88 Prozent der Deutschen sind noch immer für die Ausgangsbeschränkungen. Dabei sind schon Millionen arbeitslos oder können nicht arbeiten, weil Kitas und Grundschulen noch geschlossen sind. Was sagt das über die Berichterstattung aus? 
Ich glaube, es sagt aus, dass die tägliche Berichterstattung über die Anzahl der Toten und Infizierten Angst auslöst. Viele Menschen sind bereit, alle Freiheitsrechte abzugeben. Ich selber habe natürlich auch Angst, angesteckt zu werden. Aber wir sollten uns sehr genau Statistiken anschauen. Wir kennen noch immer nicht die eigentlich wichtige Zahl, die entscheidet, wie gefährlich das Virus wirklich ist. 

Sie meinen die Gesamtzahl der Infizierten, die sich aus der Zahl der registrierten Erkrankten und der Dunkelziffer ergibt?
Genau, so lange wir die nicht kennen, weil zu wenig getestet wird, müssen wir sagen: Wir wissen viel zu wenig, um das zu rechtfertigen, was hier gerade abgeht. Journalisten müssen das kritisch hinterfragen. Auch in dieser Ausnahmesituation ist es nicht ihre Aufgabe, Politik als alternativlos darzustellen.

Haben die Medien erst ein Meinungsklima erzeugt, das den Shutdown alternativlos erscheinen ließ?   
Das ist meine Forschungshypothese. Ich fürchte, das ist so. Aber wir müssen Inhaltsanalysen machen, um diese Frage beantworten zu können. Ich wollte dazu schon zu Beginn der Shutdown-Phase etwas schreiben, habe aber keine Antwort bekommen oder Absagen kassiert von einer Tageszeitung, einem Nachrichten-Magazin und von drei Medien-Fachmagazinen.

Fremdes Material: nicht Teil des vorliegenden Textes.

// regular expression tree over single-character symbols, with the derived
// sets (nullable, prefixes, suffixes, pairs) used by the Glushkov construction
//
// <choice>  ::= <concat> { '|' <concat> }
// <concat>  ::= <postfix> { <postfix> }
// <postfix> ::= <atom> { '+' | '*' | '?' }
// <atom>    ::= '(' <choice> ')'
// |  [A-Za-z0-9]
// |  'ε'

use std::collections::BTreeSet;
use std::fmt;

use serde::{Deserialize, Serialize};

mod parser;
mod positions;

pub use parser::{RegexError, MAX_DEPTH};

/// A single-symbol atom. `position` is only set on linearized trees, where it
/// is unique across the whole expression.
// field order matters: derived Ord sorts letters by position first
#[derive(Clone, Copy, Debug, PartialEq, Eq, PartialOrd, Ord, Hash, Serialize, Deserialize)]
pub struct Letter {
    pub position: Option<u32>,
    pub symbol: char,
}

impl Letter {
    pub fn new(symbol: char) -> Letter {
        Letter {
            position: None,
            symbol,
        }
    }
}

impl fmt::Display for Letter {
    fn fmt(&self, f: &mut fmt::Formatter<'_>) -> fmt::Result {
        match self.position {
            Some(position) => write!(f, "{}[{}]", self.symbol, position),
            None => write!(f, "{}", self.symbol),
        }
    }
}

#[derive(Clone, Debug, PartialEq, Eq, Hash, Serialize, Deserialize)]
pub enum Regex {
    Letter(Letter),
    /// Matches the empty string. Linearization numbers it like a letter, but it
    /// never becomes a position since it consumes no input.
    Epsilon(Option<u32>),
    Choice(Box<Regex>, Box<Regex>),
    Concatenation(Box<Regex>, Box<Regex>),
    Optional(Box<Regex>),
    KleeneStar(Box<Regex>),
    KleenePlus(Box<Regex>),
}

impl Regex {
    pub fn letter(symbol: char) -> Regex {
        Regex::Letter(Letter::new(symbol))
    }

    pub fn epsilon() -> Regex {
        Regex::Epsilon(None)
    }

    pub fn choice(left: Regex, right: Regex) -> Regex {
        Regex::Choice(Box::new(left), Box::new(right))
    }

    pub fn concat(left: Regex, right: Regex) -> Regex {
        Regex::Concatenation(Box::new(left), Box::new(right))
    }

    pub fn optional(inner: Regex) -> Regex {
        Regex::Optional(Box::new(inner))
    }

    pub fn star(inner: Regex) -> Regex {
        Regex::KleeneStar(Box::new(inner))
    }

    pub fn plus(inner: Regex) -> Regex {
        Regex::KleenePlus(Box::new(inner))
    }

    /// Whether the language of this expression contains the empty string.
    pub fn nullable(&self) -> bool {
        match self {
            Regex::Letter(_) => false,
            Regex::Epsilon(_) => true,
            Regex::Choice(left, right) => left.nullable() || right.nullable(),
            Regex::Concatenation(left, right) => left.nullable() && right.nullable(),
            Regex::Optional(_) | Regex::KleeneStar(_) => true,
            Regex::KleenePlus(inner) => inner.nullable(),
        }
    }

    /// Returns a structurally identical tree whose letters (and epsilons) carry
    /// ids `1..=n`, assigned depth-first, left to right.
    pub fn linearized(&self) -> Regex {
        self.linearize_from(1).1
    }

    // threads the next free id through the traversal
    fn linearize_from(&self, next: u32) -> (u32, Regex) {
        match self {
            Regex::Letter(letter) => (
                next + 1,
                Regex::Letter(Letter {
                    position: Some(next),
                    symbol: letter.symbol,
                }),
            ),
            Regex::Epsilon(_) => (next + 1, Regex::Epsilon(Some(next))),
            Regex::Choice(left, right) => {
                let (next, left) = left.linearize_from(next);
                let (next, right) = right.linearize_from(next);
                (next, Regex::choice(left, right))
            }
            Regex::Concatenation(left, right) => {
                let (next, left) = left.linearize_from(next);
                let (next, right) = right.linearize_from(next);
                (next, Regex::concat(left, right))
            }
            Regex::Optional(inner) => {
                let (next, inner) = inner.linearize_from(next);
                (next, Regex::optional(inner))
            }
            Regex::KleeneStar(inner) => {
                let (next, inner) = inner.linearize_from(next);
                (next, Regex::star(inner))
            }
            Regex::KleenePlus(inner) => {
                let (next, inner) = inner.linearize_from(next);
                (next, Regex::plus(inner))
            }
        }
    }

    /// Every letter occurrence, left to right.
    pub fn letters(&self) -> Vec<Letter> {
        let mut letters = Vec::new();
        self.collect_letters(&mut letters);
        letters
    }

    fn collect_letters(&self, letters: &mut Vec<Letter>) {
        match self {
            Regex::Letter(letter) => letters.push(*letter),
            Regex::Epsilon(_) => {}
            Regex::Choice(left, right) | Regex::Concatenation(left, right) => {
                left.collect_letters(letters);
                right.collect_letters(letters);
            }
            Regex::Optional(inner) | Regex::KleeneStar(inner) | Regex::KleenePlus(inner) => {
                inner.collect_letters(letters)
            }
        }
    }

    /// The distinct symbols used by the expression. Never contains epsilon.
    pub fn alphabet(&self) -> BTreeSet<char> {
        self.letters().into_iter().map(|letter| letter.symbol).collect()
    }

    pub fn height(&self) -> usize {
        match self {
            Regex::Letter(_) | Regex::Epsilon(_) => 1,
            Regex::Choice(left, right) | Regex::Concatenation(left, right) => {
                1 + left.height().max(right.height())
            }
            Regex::Optional(inner) | Regex::KleeneStar(inner) | Regex::KleenePlus(inner) => {
                1 + inner.height()
            }
        }
    }

    // 0 = choice, 1 = concatenation, 2 = postfix / atom
    fn precedence(&self) -> u8 {
        match self {
            Regex::Choice(..) => 0,
            Regex::Concatenation(..) => 1,
            _ => 2,
        }
    }

    fn fmt_operand(&self, f: &mut fmt::Formatter<'_>, min_precedence: u8) -> fmt::Result {
        if self.precedence() < min_precedence {
            write!(f, "({})", self)
        } else {
            write!(f, "{}", self)
        }
    }
}

// prints text the parser reads back into the same tree (for unlinearized trees)
impl fmt::Display for Regex {
    fn fmt(&self, f: &mut fmt::Formatter<'_>) -> fmt::Result {
        match self {
            Regex::Letter(letter) => write!(f, "{}", letter),
            Regex::Epsilon(_) => write!(f, "ε"),
            Regex::Choice(left, right) => {
                left.fmt_operand(f, 0)?;
                write!(f, "|")?;
                right.fmt_operand(f, 1)
            }
            Regex::Concatenation(left, right) => {
                left.fmt_operand(f, 1)?;
                right.fmt_operand(f, 2)
            }
            Regex::Optional(inner) => {
                inner.fmt_operand(f, 2)?;
                write!(f, "?")
            }
            Regex::KleeneStar(inner) => {
                inner.fmt_operand(f, 2)?;
                write!(f, "*")
            }
            Regex::KleenePlus(inner) => {
                inner.fmt_operand(f, 2)?;
                write!(f, "+")
            }
        }
    }
}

Stephan Russ-Mohl / privat

Weil sich die Medien fürchten, sich selbstkritisch mit ihrer eigenen Rolle auseinanderzusetzen?
Ich vermute, dass das zumindest ein Grund war. Bei der Tageszeitung und beim Nachrichtenmagazin hat aber ganz gewiss auch Stress eine Rolle gespielt. Die Redaktionen arbeiten ja im Ausnahmezustand.  

Gehören Journalisten auf die Liste der systemrelevanten Berufe? 
Ich habe diesen Beruf immer für hochgradig systemrelevant in der Demokratie gehalten. Das Traurige ist nur, dass diese Relevanz wahrscheinlich erst erkannt wird, wenn vermutlich bald neuerlich Tausende Jobs durch die Krise verschwinden. Und ich wage zu bezweifeln, dass diese Relevanz so weit geht, dass man rechtzeitig fragt, wie sich der Journalismus denn in Zukunft finanzieren soll. Und ob man von den vielen Milliarden des Öffentlich-Rechtlichen Rundfunks nichts etwas abzweigen könnte, um dort mehr Journalismus zu machen oder auch, um Medien zu finanzieren, die nicht öffentlich-rechtlich sind und trotzdem im Wettbewerb zur Grundversorgung mit Nachrichten beitragen. Das sind bislang Tabufragen, die man nicht ungestraft öffentlich stellen kann.